Records shown below:
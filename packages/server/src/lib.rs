#![cfg_attr(feature = "fail-on-warnings", deny(warnings))]
#![warn(clippy::all, clippy::pedantic, clippy::nursery, clippy::cargo)]
#![allow(clippy::multiple_crate_versions, clippy::cargo_common_metadata)]

//! Actix-Web API server for insurance premium prediction.
//!
//! Serves a single-model inference API: raw applicant attributes are
//! validated, mapped to engineered features, and fed to the premium
//! model loaded once at startup. The model handle is shared read-only
//! across all request handlers.

mod handlers;

use std::path::Path;
use std::sync::Arc;

use actix_cors::Cors;
use actix_web::{App, HttpResponse, HttpServer, middleware, web};
use premium_api_model::PremiumModel;
use premium_api_server_models::{ApiFieldError, ValidationErrorBody};

/// Shared application state.
pub struct AppState {
    /// Loaded premium model, immutable for the process lifetime.
    pub model: Arc<PremiumModel>,
}

/// JSON body configuration mapping deserialization failures (malformed
/// JSON, missing fields, wrong types) onto the same error shape the
/// validator produces.
fn json_config() -> web::JsonConfig {
    web::JsonConfig::default().error_handler(|err, _req| {
        let body = ValidationErrorBody {
            errors: vec![ApiFieldError {
                field: "body".to_string(),
                message: err.to_string(),
            }],
        };
        actix_web::error::InternalError::from_response(
            err,
            HttpResponse::UnprocessableEntity().json(body),
        )
        .into()
    })
}

/// Starts the premium prediction API server.
///
/// Loads the model artifact (path from `MODEL_PATH`, default
/// `data/model.json`), then binds and serves the HTTP API on
/// `BIND_ADDR`/`PORT`. This is a regular async function — the caller
/// is responsible for providing the async runtime (e.g. via
/// `#[actix_web::main]`).
///
/// # Errors
///
/// Returns an error if the model artifact is missing or malformed, or
/// if the HTTP server fails to bind or encounters a runtime error. A
/// model load failure is fatal: the process never starts serving.
#[allow(clippy::future_not_send)]
pub async fn run_server() -> std::io::Result<()> {
    pretty_env_logger::init_custom_env("RUST_LOG");

    let model_path = std::env::var("MODEL_PATH").unwrap_or_else(|_| "data/model.json".to_string());

    log::info!("Loading model artifact from {model_path}...");
    let model = PremiumModel::load(Path::new(&model_path)).map_err(std::io::Error::other)?;
    log::info!("Loaded premium model version {}", model.version());

    let state = web::Data::new(AppState {
        model: Arc::new(model),
    });

    let bind_addr = std::env::var("BIND_ADDR").unwrap_or_else(|_| "127.0.0.1".to_string());
    let port: u16 = std::env::var("PORT")
        .ok()
        .and_then(|p| p.parse().ok())
        .unwrap_or(8080);

    log::info!("Starting server on {bind_addr}:{port}");

    HttpServer::new(move || {
        let cors = Cors::permissive();

        App::new()
            .wrap(cors)
            .wrap(middleware::Logger::default())
            .app_data(state.clone())
            .app_data(json_config())
            .route("/", web::get().to(handlers::home))
            .route("/health", web::get().to(handlers::health))
            .route("/predict", web::post().to(handlers::predict))
    })
    .bind((bind_addr, port))?
    .run()
    .await
}
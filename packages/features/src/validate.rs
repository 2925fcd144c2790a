//! Applicant input validation and city normalization.
//!
//! Every constraint is checked before any result is produced, so a
//! failed validation reports the full set of violations rather than
//! the first one encountered.

use std::str::FromStr as _;

use premium_api_applicant_models::{ApplicantInput, Occupation, RawApplicant};

use crate::{FieldError, ValidationError};

/// Normalizes a city name for tier lookup.
///
/// Trims surrounding whitespace, collapses internal whitespace runs to
/// a single space, and title-cases each word, so `" mumbai "` and
/// `"MUMBAI"` both normalize to `"Mumbai"`.
#[must_use]
pub fn normalize_city(city: &str) -> String {
    city.split_whitespace()
        .map(title_case_word)
        .collect::<Vec<_>>()
        .join(" ")
}

/// Uppercases the first character of a word and lowercases the rest.
fn title_case_word(word: &str) -> String {
    let mut chars = word.chars();
    chars.next().map_or_else(String::new, |first| {
        first
            .to_uppercase()
            .chain(chars.flat_map(char::to_lowercase))
            .collect()
    })
}

/// Validates raw applicant input, producing a [`RawApplicant`] with a
/// normalized city.
///
/// # Errors
///
/// Returns a [`ValidationError`] listing every violated field
/// constraint: age outside 1..=119, non-positive weight, height, or
/// income, an occupation outside the closed category set, or a city
/// that is empty after trimming.
pub fn validate(input: &ApplicantInput) -> Result<RawApplicant, ValidationError> {
    let mut errors = Vec::new();

    let age = u32::try_from(input.age)
        .ok()
        .filter(|age| (1..120).contains(age));
    if age.is_none() {
        errors.push(FieldError {
            field: "age",
            message: "must be between 1 and 119".to_string(),
        });
    }

    if input.weight <= 0.0 {
        errors.push(FieldError {
            field: "weight",
            message: "must be a positive number".to_string(),
        });
    }

    if input.height <= 0.0 {
        errors.push(FieldError {
            field: "height",
            message: "must be a positive number".to_string(),
        });
    }

    if input.income_lpa <= 0.0 {
        errors.push(FieldError {
            field: "income_lpa",
            message: "must be a positive number".to_string(),
        });
    }

    let city = normalize_city(&input.city);
    if city.is_empty() {
        errors.push(FieldError {
            field: "city",
            message: "must not be empty".to_string(),
        });
    }

    let occupation = Occupation::from_str(input.occupation.trim()).ok();
    if occupation.is_none() {
        let valid = Occupation::all()
            .iter()
            .map(ToString::to_string)
            .collect::<Vec<_>>()
            .join(", ");
        errors.push(FieldError {
            field: "occupation",
            message: format!("must be one of: {valid}"),
        });
    }

    if let (Some(age), Some(occupation), true) = (age, occupation, errors.is_empty()) {
        Ok(RawApplicant {
            age,
            weight: input.weight,
            height: input.height,
            income_lpa: input.income_lpa,
            smoker: input.smoker,
            city,
            occupation,
        })
    } else {
        Err(ValidationError { errors })
    }
}

#[cfg(test)]
mod tests {
    use super::*;

    fn valid_input() -> ApplicantInput {
        ApplicantInput {
            age: 30,
            weight: 70.5,
            height: 175.2,
            income_lpa: 10.0,
            smoker: false,
            city: "Mumbai".to_string(),
            occupation: "private_job".to_string(),
        }
    }

    #[test]
    fn accepts_valid_input() {
        let applicant = validate(&valid_input()).unwrap();
        assert_eq!(applicant.age, 30);
        assert_eq!(applicant.city, "Mumbai");
        assert_eq!(applicant.occupation, Occupation::PrivateJob);
    }

    #[test]
    fn rejects_age_zero() {
        let input = ApplicantInput {
            age: 0,
            ..valid_input()
        };
        let err = validate(&input).unwrap_err();
        assert_eq!(err.errors.len(), 1);
        assert_eq!(err.errors[0].field, "age");
    }

    #[test]
    fn rejects_age_120() {
        let input = ApplicantInput {
            age: 120,
            ..valid_input()
        };
        assert!(validate(&input).is_err());
    }

    #[test]
    fn rejects_negative_weight() {
        let input = ApplicantInput {
            weight: -70.5,
            ..valid_input()
        };
        let err = validate(&input).unwrap_err();
        assert_eq!(err.errors[0].field, "weight");
    }

    #[test]
    fn rejects_negative_height() {
        let input = ApplicantInput {
            height: -1.0,
            ..valid_input()
        };
        assert!(validate(&input).is_err());
    }

    #[test]
    fn rejects_negative_income() {
        let input = ApplicantInput {
            income_lpa: -5.0,
            ..valid_input()
        };
        assert!(validate(&input).is_err());
    }

    #[test]
    fn rejects_unknown_occupation() {
        let input = ApplicantInput {
            occupation: "astronaut".to_string(),
            ..valid_input()
        };
        let err = validate(&input).unwrap_err();
        assert_eq!(err.errors[0].field, "occupation");
        assert!(err.errors[0].message.contains("private_job"));
    }

    #[test]
    fn reports_every_violation_at_once() {
        let input = ApplicantInput {
            age: -3,
            weight: 0.0,
            height: -10.0,
            income_lpa: 0.0,
            smoker: true,
            city: "   ".to_string(),
            occupation: "astronaut".to_string(),
        };
        let err = validate(&input).unwrap_err();
        let fields: Vec<&str> = err.errors.iter().map(|e| e.field).collect();
        assert_eq!(
            fields,
            vec!["age", "weight", "height", "income_lpa", "city", "occupation"]
        );
    }

    #[test]
    fn normalizes_city_before_storing() {
        let input = ApplicantInput {
            city: " mumbai ".to_string(),
            ..valid_input()
        };
        let applicant = validate(&input).unwrap();
        assert_eq!(applicant.city, "Mumbai");
    }

    #[test]
    fn normalize_city_title_cases_each_word() {
        assert_eq!(normalize_city(" new  delhi "), "New Delhi");
        assert_eq!(normalize_city("NAVI MUMBAI"), "Navi Mumbai");
    }

    #[test]
    fn normalize_city_of_empty_string_is_empty() {
        assert_eq!(normalize_city("   "), "");
    }
}
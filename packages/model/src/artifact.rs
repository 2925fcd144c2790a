//! Serialized model artifact format.
//!
//! The artifact is a self-describing JSON document: a semantic version,
//! the output class labels, ordered label lists for the categorical
//! features (a label's code is its position), and a forest of decision
//! trees stored as flat node arrays.

use serde::{Deserialize, Serialize};

/// Number of columns in the trained feature row.
pub const FEATURE_COUNT: usize = 6;

/// On-disk premium model artifact.
#[derive(Debug, Clone, Serialize, Deserialize)]
pub struct Artifact {
    /// Semantic version of the trained model.
    pub version: String,
    /// Output class labels; tree leaves index into this list.
    pub classes: Vec<String>,
    /// Categorical feature encoders.
    pub encoders: Encoders,
    /// Decision tree ensemble.
    pub trees: Vec<Tree>,
}

/// Ordered label lists for the categorical features.
///
/// A label's numeric code is its position in the list, matching the
/// encoding the model was trained with.
#[derive(Debug, Clone, Serialize, Deserialize)]
pub struct Encoders {
    /// Age group labels.
    pub age_group: Vec<String>,
    /// Lifestyle risk labels.
    pub lifestyle_risk: Vec<String>,
    /// Occupation labels.
    pub occupation: Vec<String>,
}

/// A single decision tree with nodes in a flat array; node 0 is the
/// root and children always point forward in the array.
#[derive(Debug, Clone, Serialize, Deserialize)]
pub struct Tree {
    /// Tree nodes.
    pub nodes: Vec<Node>,
}

/// One node of a decision tree.
#[derive(Debug, Clone, Serialize, Deserialize)]
#[serde(tag = "kind", rename_all = "snake_case")]
pub enum Node {
    /// Internal split: rows with `row[feature] <= threshold` descend to
    /// `left`, the rest to `right`.
    Split {
        /// Feature column index.
        feature: usize,
        /// Split threshold.
        threshold: f64,
        /// Index of the left child node.
        left: usize,
        /// Index of the right child node.
        right: usize,
    },
    /// Terminal node voting for a class.
    Leaf {
        /// Index into the artifact's class list.
        class: usize,
    },
}

impl Tree {
    /// Walks the tree for one feature row and returns the leaf's class
    /// index. Assumes the tree passed [`Artifact::validate`], which
    /// guarantees in-range, forward-pointing indices.
    pub(crate) fn decide(&self, row: &[f64; FEATURE_COUNT]) -> usize {
        let mut idx = 0;
        loop {
            match &self.nodes[idx] {
                Node::Split {
                    feature,
                    threshold,
                    left,
                    right,
                } => {
                    idx = if row[*feature] <= *threshold {
                        *left
                    } else {
                        *right
                    };
                }
                Node::Leaf { class } => return *class,
            }
        }
    }
}

impl Artifact {
    /// Checks the structural invariants the tree walker relies on.
    ///
    /// # Errors
    ///
    /// Returns a description of the first structural defect found:
    /// empty class list, empty forest, empty tree, out-of-range
    /// feature/class indices, non-finite thresholds, or child indices
    /// that are out of range or do not point forward.
    pub(crate) fn validate(&self) -> Result<(), String> {
        if self.classes.is_empty() {
            return Err("class list is empty".to_string());
        }
        if self.trees.is_empty() {
            return Err("tree ensemble is empty".to_string());
        }

        for (t, tree) in self.trees.iter().enumerate() {
            if tree.nodes.is_empty() {
                return Err(format!("tree {t} has no nodes"));
            }
            for (n, node) in tree.nodes.iter().enumerate() {
                match node {
                    Node::Split {
                        feature,
                        threshold,
                        left,
                        right,
                    } => {
                        if *feature >= FEATURE_COUNT {
                            return Err(format!(
                                "tree {t} node {n}: feature index {feature} out of range"
                            ));
                        }
                        if !threshold.is_finite() {
                            return Err(format!("tree {t} node {n}: non-finite threshold"));
                        }
                        for child in [*left, *right] {
                            if child <= n || child >= tree.nodes.len() {
                                return Err(format!(
                                    "tree {t} node {n}: child index {child} out of range"
                                ));
                            }
                        }
                    }
                    Node::Leaf { class } => {
                        if *class >= self.classes.len() {
                            return Err(format!(
                                "tree {t} node {n}: class index {class} out of range"
                            ));
                        }
                    }
                }
            }
        }

        Ok(())
    }
}
#![cfg_attr(feature = "fail-on-warnings", deny(warnings))]
#![warn(clippy::all, clippy::pedantic, clippy::nursery, clippy::cargo)]
#![allow(clippy::multiple_crate_versions, clippy::cargo_common_metadata)]

//! Binary entry point for the premium prediction API server.

#[actix_web::main]
async fn main() -> std::io::Result<()> {
    premium_api_server::run_server().await
}
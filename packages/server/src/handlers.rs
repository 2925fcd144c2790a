//! HTTP handler functions for the premium prediction API.

use actix_web::{HttpResponse, web};
use premium_api_applicant_models::ApplicantInput;
use premium_api_features::{derive, validate};
use premium_api_server_models::{
    ApiHealth, ApiWelcome, PredictRequest, PredictResponse, ValidationErrorBody,
};

use crate::AppState;

/// `GET /`
pub async fn home() -> HttpResponse {
    HttpResponse::Ok().json(ApiWelcome {
        message: "Welcome to the Insurance Premium Prediction API. Use the /predict endpoint to \
                  get predictions."
            .to_string(),
    })
}

/// `GET /health`
pub async fn health(state: web::Data<AppState>) -> HttpResponse {
    HttpResponse::Ok().json(ApiHealth {
        status: "API is healthy and running.".to_string(),
        version: state.model.version().to_string(),
    })
}

/// `POST /predict`
///
/// Validates the applicant, derives the engineered features, and runs
/// model inference. Validation failures come back as 422 with every
/// violated constraint; inference failures as 500 without crashing the
/// process.
pub async fn predict(state: web::Data<AppState>, body: web::Json<PredictRequest>) -> HttpResponse {
    let input = ApplicantInput::from(body.into_inner());

    let applicant = match validate::validate(&input) {
        Ok(applicant) => applicant,
        Err(err) => {
            return HttpResponse::UnprocessableEntity().json(ValidationErrorBody::from(err));
        }
    };

    let features = derive::derive(&applicant);

    match state.model.predict(&features) {
        Ok(label) => HttpResponse::Ok().json(PredictResponse {
            predicted_category: label,
        }),
        Err(e) => {
            log::error!("Prediction failed: {e}");
            HttpResponse::InternalServerError().json(serde_json::json!({
                "error": e.to_string()
            }))
        }
    }
}
pub mod state_machine;

pub use state_machine::{Parser, State};

use crate::config::constants::MAX_INPUT_LENGTH;
use crate::config::ParseOptions;
use crate::error::{NumerizerError, Result};
use crate::token::tokenize;

/// Parse an English cardinal phrase ("four thousand, four hundred
/// thirty-two") into its integer value.
pub fn parse(text: &str) -> Result<i64> {
    parse_with(text, &ParseOptions::plain())
}

/// Parse a spoken money amount ("two hundred four dollars and eighteen
/// cents") into a count of cents.
pub fn parse_currency(text: &str) -> Result<i64> {
    parse_with(text, &ParseOptions::currency())
}

/// Normalize, tokenize and run the state machine under explicit options
pub fn parse_with(text: &str, options: &ParseOptions) -> Result<i64> {
    let length = text.chars().count();
    if length > MAX_INPUT_LENGTH {
        return Err(NumerizerError::InputTooLong(length));
    }

    let tokens = tokenize(text, options);

    tracing::debug!(
        profile = %options.profile,
        tokens = tokens.len(),
        "Parsing number phrase"
    );

    Parser::new(&tokens, options).parse()
}
use crate::config::ParseOptions;
use crate::lexicon;
use crate::text_processing::normalize;
use std::fmt;

/// What a word means to the parser
#[derive(Debug, Clone, Copy, PartialEq, Eq)]
pub enum Category {
    Zero,
    /// one..nine
    Unit,
    /// ten..nineteen
    Teen,
    /// twenty, thirty, ... ninety
    Tens,
    Hundred,
    /// thousand, million, billion, trillion
    Scale,
    And,
    DollarsMarker,
    CentsMarker,
    Unknown,
    EndOfInput,
}

#[derive(Debug, Clone, PartialEq, Eq)]
pub struct Token {
    pub category: Category,
    /// Word as it appeared after normalization
    pub text: String,
    /// Numeric magnitude, 0 where not applicable
    pub weight: i64,
}

/// Sentinel returned when peeking past the last token
pub static END_OF_INPUT: Token = Token {
    category: Category::EndOfInput,
    text: String::new(),
    weight: 0,
};

impl Token {
    pub fn new(category: Category, text: impl Into<String>, weight: i64) -> Self {
        Self {
            category,
            text: text.into(),
            weight,
        }
    }

    /// Classify a single normalized word
    pub fn from_word(word: &str, options: &ParseOptions) -> Self {
        if let Some(entry) = lexicon::lookup(word) {
            return Token::new(entry.category, word, entry.weight);
        }

        if options.currency_markers {
            if lexicon::is_dollars_marker(word) {
                return Token::new(Category::DollarsMarker, word, 0);
            }
            if lexicon::is_cents_marker(word) {
                return Token::new(Category::CentsMarker, word, 0);
            }
        }

        Token::new(Category::Unknown, word, 0)
    }

    pub fn is_end(&self) -> bool {
        self.category == Category::EndOfInput
    }
}

impl fmt::Display for Token {
    fn fmt(&self, f: &mut fmt::Formatter<'_>) -> fmt::Result {
        if self.is_end() {
            write!(f, "end of input")
        } else {
            write!(f, "{}", self.text)
        }
    }
}

/// Normalize `text` and map each word to a typed token. Never fails:
/// unrecognized words become `Category::Unknown` and the parser decides
/// whether they are fatal.
pub fn tokenize(text: &str, options: &ParseOptions) -> Vec<Token> {
    normalize(text)
        .words
        .iter()
        .map(|word| Token::from_word(word, options))
        .collect()
}
pub mod config;

use tracing_subscriber::EnvFilter;

pub use config::{LogConfig, LogFormat};

type InitError = Box<dyn std::error::Error + Send + Sync>;

/// Initialize console logging for the CLI
///
/// Events go to stderr so stdout stays reserved for parse results.
/// Fails if a global subscriber is already installed.
pub fn init_logging(config: &LogConfig) -> Result<(), InitError> {
    let filter = EnvFilter::try_new(&config.level)
        .unwrap_or_else(|_| EnvFilter::new(LogConfig::default().level));

    let builder = tracing_subscriber::fmt()
        .with_env_filter(filter)
        .with_writer(std::io::stderr)
        .with_target(config.with_target);

    match config.format {
        LogFormat::Json => builder.json().try_init()?,
        LogFormat::Pretty => builder.pretty().try_init()?,
        LogFormat::Compact => builder.compact().try_init()?,
    }

    tracing::debug!(format = ?config.format, "Logging initialized");
    Ok(())
}
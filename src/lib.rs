// Library modules for the numerizer binary and integration tests
pub mod cli;
pub mod config;
pub mod error;
pub mod lexicon;
pub mod logging;
pub mod models;
pub mod parser;
pub mod text_processing;
pub mod token;

pub use config::{ParseOptions, Profile};
pub use error::{ErrorKind, NumerizerError, Result};
pub use parser::{parse, parse_currency, parse_with};
pub use token::{tokenize, Category, Token};
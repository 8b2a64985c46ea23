pub mod responses;

pub use responses::ParseOutcome;
pub mod normalization;

pub use normalization::{normalize, NormalizationResult};
/// Maximum accepted input length (in characters)
///
/// Longer phrases are rejected before tokenizing. No valid amount up to the
/// trillions comes anywhere near this.
pub const MAX_INPUT_LENGTH: usize = 10_000;

/// Subunits per whole dollar in the currency profile
pub const CENTS_PER_DOLLAR: i64 = 100;

/// Weight carried by the word "hundred"
pub const HUNDRED: i64 = 100;

pub const THOUSAND: i64 = 1_000;
pub const MILLION: i64 = 1_000_000;
pub const BILLION: i64 = 1_000_000_000;
pub const TRILLION: i64 = 1_000_000_000_000;
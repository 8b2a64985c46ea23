use std::env;

/// Configuration for the logging system
#[derive(Debug, Clone)]
pub struct LogConfig {
    /// Filter directive for console output (default: "numerizer=warn")
    pub level: String,

    /// Log format: "json", "pretty", or "compact" (default: "compact")
    pub format: LogFormat,

    /// Include the event target (module path) in output (default: false)
    pub with_target: bool,
}

#[derive(Debug, Clone, Copy, PartialEq, Eq)]
pub enum LogFormat {
    Json,
    Pretty,
    Compact,
}

impl Default for LogConfig {
    fn default() -> Self {
        Self {
            level: "numerizer=warn".to_string(),
            format: LogFormat::Compact,
            with_target: false,
        }
    }
}

impl LogConfig {
    /// Load logging configuration from environment variables
    pub fn from_env() -> Self {
        let mut config = Self::default();

        if let Ok(level) = env::var("RUST_LOG") {
            config.level = level;
        }

        if let Ok(format_str) = env::var("NUMERIZER_LOG_FORMAT") {
            config.format = match format_str.to_lowercase().as_str() {
                "json" => LogFormat::Json,
                "pretty" => LogFormat::Pretty,
                _ => LogFormat::Compact,
            };
        }

        if let Ok(val) = env::var("NUMERIZER_LOG_TARGET") {
            config.with_target = val.to_lowercase() == "true";
        }

        config
    }
}
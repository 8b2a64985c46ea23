/// Integration tests for the plain number profile
///
/// These tests run the full normalize → tokenize → parse pipeline through
/// the public entry point.
use numerizer::{parse, ErrorKind, NumerizerError};

const UNITS: [&str; 9] = [
    "one", "two", "three", "four", "five", "six", "seven", "eight", "nine",
];

const TEENS: [&str; 10] = [
    "ten",
    "eleven",
    "twelve",
    "thirteen",
    "fourteen",
    "fifteen",
    "sixteen",
    "seventeen",
    "eighteen",
    "nineteen",
];

#[test]
fn test_every_unit_word() {
    for (value, word) in (1..).zip(UNITS) {
        assert_eq!(parse(word), Ok(value), "parsing {:?}", word);
    }
}

#[test]
fn test_every_teen_word() {
    for (value, word) in (10..).zip(TEENS) {
        assert_eq!(parse(word), Ok(value), "parsing {:?}", word);
    }
}

#[test]
fn test_tens_and_unit_composition() {
    assert_eq!(parse("forty five"), Ok(45));
    assert_eq!(parse("forty-five"), Ok(45));
    assert_eq!(parse("Ninety-Nine"), Ok(99));
    assert_eq!(parse("twenty"), Ok(20));
}

#[test]
fn test_comma_and_hyphen_tolerance() {
    assert_eq!(parse("four thousand, four hundred thirty-two"), Ok(4432));
    assert_eq!(parse("one million, two hundred thousand, and six"), Ok(1_200_006));
}

#[test]
fn test_scale_folding() {
    assert_eq!(parse("three thousand four hundred"), Ok(3400));
    assert_eq!(parse("three thousand and four hundred"), Ok(3400));
    assert_eq!(parse("three hundred thousand"), Ok(300_000));
    assert_eq!(
        parse("nine hundred ninety nine billion nine hundred ninety nine million nine hundred ninety nine thousand nine hundred ninety nine"),
        Ok(999_999_999_999)
    );
}

#[test]
fn test_trillion_is_the_ceiling() {
    assert_eq!(parse("seven trillion"), Ok(7_000_000_000_000));
    assert_eq!(
        parse("nine hundred ninety nine trillion"),
        Ok(999_000_000_000_000)
    );

    // No tier above trillion
    assert!(matches!(
        parse("one quadrillion"),
        Err(NumerizerError::UnknownWord { .. })
    ));
    assert!(parse("one thousand trillion").is_err());
}

#[test]
fn test_zero() {
    assert_eq!(parse("zero"), Ok(0));
    assert_eq!(parse("ZERO"), Ok(0));
    assert!(parse("zero four").is_err());
    assert!(parse("four zero").is_err());
    assert!(parse("zero hundred").is_err());
}

#[test]
fn test_misspelled_aliases() {
    assert_eq!(parse("ninteen"), Ok(19));
    assert_eq!(parse("fourty two"), Ok(42));
}

#[test]
fn test_error_scenarios() {
    let cases = [
        "",
        "a",
        "and",
        "hundred",
        "thousand",
        "zero four",
        "five three",
        "twelve seventeen",
        "five hundred hundred",
        "six thousand hundred",
        "two and three",
    ];

    for input in cases {
        assert!(parse(input).is_err(), "{:?} should not parse", input);
    }
}

#[test]
fn test_error_classification() {
    assert_eq!(parse("").unwrap_err().kind(), ErrorKind::EmptyInput);
    assert_eq!(parse("a").unwrap_err().kind(), ErrorKind::UnknownWord);
    assert_eq!(parse("five apples").unwrap_err().kind(), ErrorKind::UnknownWord);
    assert_eq!(parse("and").unwrap_err().kind(), ErrorKind::Grammar);
    assert_eq!(parse("two hundred and").unwrap_err().kind(), ErrorKind::Grammar);
}

#[test]
fn test_error_messages_name_the_tokens() {
    assert_eq!(
        parse("thousand").unwrap_err().to_string(),
        "unexpected start \"thousand\""
    );
    assert_eq!(
        parse("six thousand hundred").unwrap_err().to_string(),
        "unexpected \"hundred\" after \"thousand\""
    );
}

#[test]
fn test_plain_profile_rejects_currency_words() {
    assert!(parse("five dollars").is_err());
    assert!(parse("eleven hundred").is_err());
}
pub mod constants;
pub mod options;

pub use options::{ParseOptions, Profile};
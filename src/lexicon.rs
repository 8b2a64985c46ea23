/// English number vocabulary
///
/// Static word tables mapping each recognized word to its category and
/// weight. Known misspellings are plain aliases of the canonical entry.
use crate::config::constants::{BILLION, HUNDRED, MILLION, THOUSAND, TRILLION};
use crate::token::Category;
use lazy_static::lazy_static;
use regex::Regex;
use std::collections::HashMap;

const UNITS: &[(&str, i64)] = &[
    ("one", 1),
    ("two", 2),
    ("three", 3),
    ("four", 4),
    ("five", 5),
    ("six", 6),
    ("seven", 7),
    ("eight", 8),
    ("nine", 9),
];

const TEENS: &[(&str, i64)] = &[
    ("ten", 10),
    ("eleven", 11),
    ("twelve", 12),
    ("thirteen", 13),
    ("fourteen", 14),
    ("fifteen", 15),
    ("sixteen", 16),
    ("seventeen", 17),
    ("eighteen", 18),
    ("nineteen", 19),
];

const TENS: &[(&str, i64)] = &[
    ("twenty", 20),
    ("thirty", 30),
    ("forty", 40),
    ("fifty", 50),
    ("sixty", 60),
    ("seventy", 70),
    ("eighty", 80),
    ("ninety", 90),
];

const SCALES: &[(&str, i64)] = &[
    ("thousand", THOUSAND),
    ("million", MILLION),
    ("billion", BILLION),
    ("trillion", TRILLION),
];

/// Common misspellings → canonical word
const ALIASES: &[(&str, &str)] = &[
    ("ninteen", "nineteen"),
    ("nineten", "nineteen"),
    ("eightteen", "eighteen"),
    ("fourty", "forty"),
    ("ninty", "ninety"),
];

/// A lexicon entry: what a word means to the parser
#[derive(Debug, Clone, Copy, PartialEq, Eq)]
pub struct Entry {
    pub category: Category,
    pub weight: i64,
}

lazy_static! {
    static ref WORDS: HashMap<&'static str, Entry> = build_words();

    /// Matches: dollar, dollars, dollars. dollar! etc.
    static ref DOLLARS_REGEX: Regex = Regex::new(r"^dollars?\p{P}?$").unwrap();

    /// Matches: cent, cents, cents. etc.
    static ref CENTS_REGEX: Regex = Regex::new(r"^cents?\p{P}?$").unwrap();
}

fn build_words() -> HashMap<&'static str, Entry> {
    let mut words = HashMap::new();

    let tables = [
        (Category::Unit, UNITS),
        (Category::Teen, TEENS),
        (Category::Tens, TENS),
        (Category::Scale, SCALES),
    ];
    for (category, table) in tables {
        for &(word, weight) in table {
            words.insert(word, Entry { category, weight });
        }
    }

    words.insert(
        "zero",
        Entry {
            category: Category::Zero,
            weight: 0,
        },
    );
    words.insert(
        "hundred",
        Entry {
            category: Category::Hundred,
            weight: HUNDRED,
        },
    );
    words.insert(
        "and",
        Entry {
            category: Category::And,
            weight: 0,
        },
    );

    for &(alias, canonical) in ALIASES {
        if let Some(entry) = words.get(canonical).copied() {
            words.insert(alias, entry);
        }
    }

    words
}

/// Look up a lowercased word in the number tables
pub fn lookup(word: &str) -> Option<Entry> {
    WORDS.get(word).copied()
}

pub fn is_dollars_marker(word: &str) -> bool {
    DOLLARS_REGEX.is_match(word)
}

pub fn is_cents_marker(word: &str) -> bool {
    CENTS_REGEX.is_match(word)
}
End of Records shown.
▶ **Problem requirements**
Using the data above, restate word for word the lines from its opening line through the line that contains "to the premium", and no more.

▶ **Result of this task**
filename packages/server/src/lib.rs
#![cfg_attr(feature = "fail-on-warnings", deny(warnings))]
#![warn(clippy::all, clippy::pedantic, clippy::nursery, clippy::cargo)]
#![allow(clippy::multiple_crate_versions, clippy::cargo_common_metadata)]

//! Actix-Web API server for insurance premium prediction.
//!
//! Serves a single-model inference API: raw applicant attributes are
//! validated, mapped to engineered features, and fed to the premium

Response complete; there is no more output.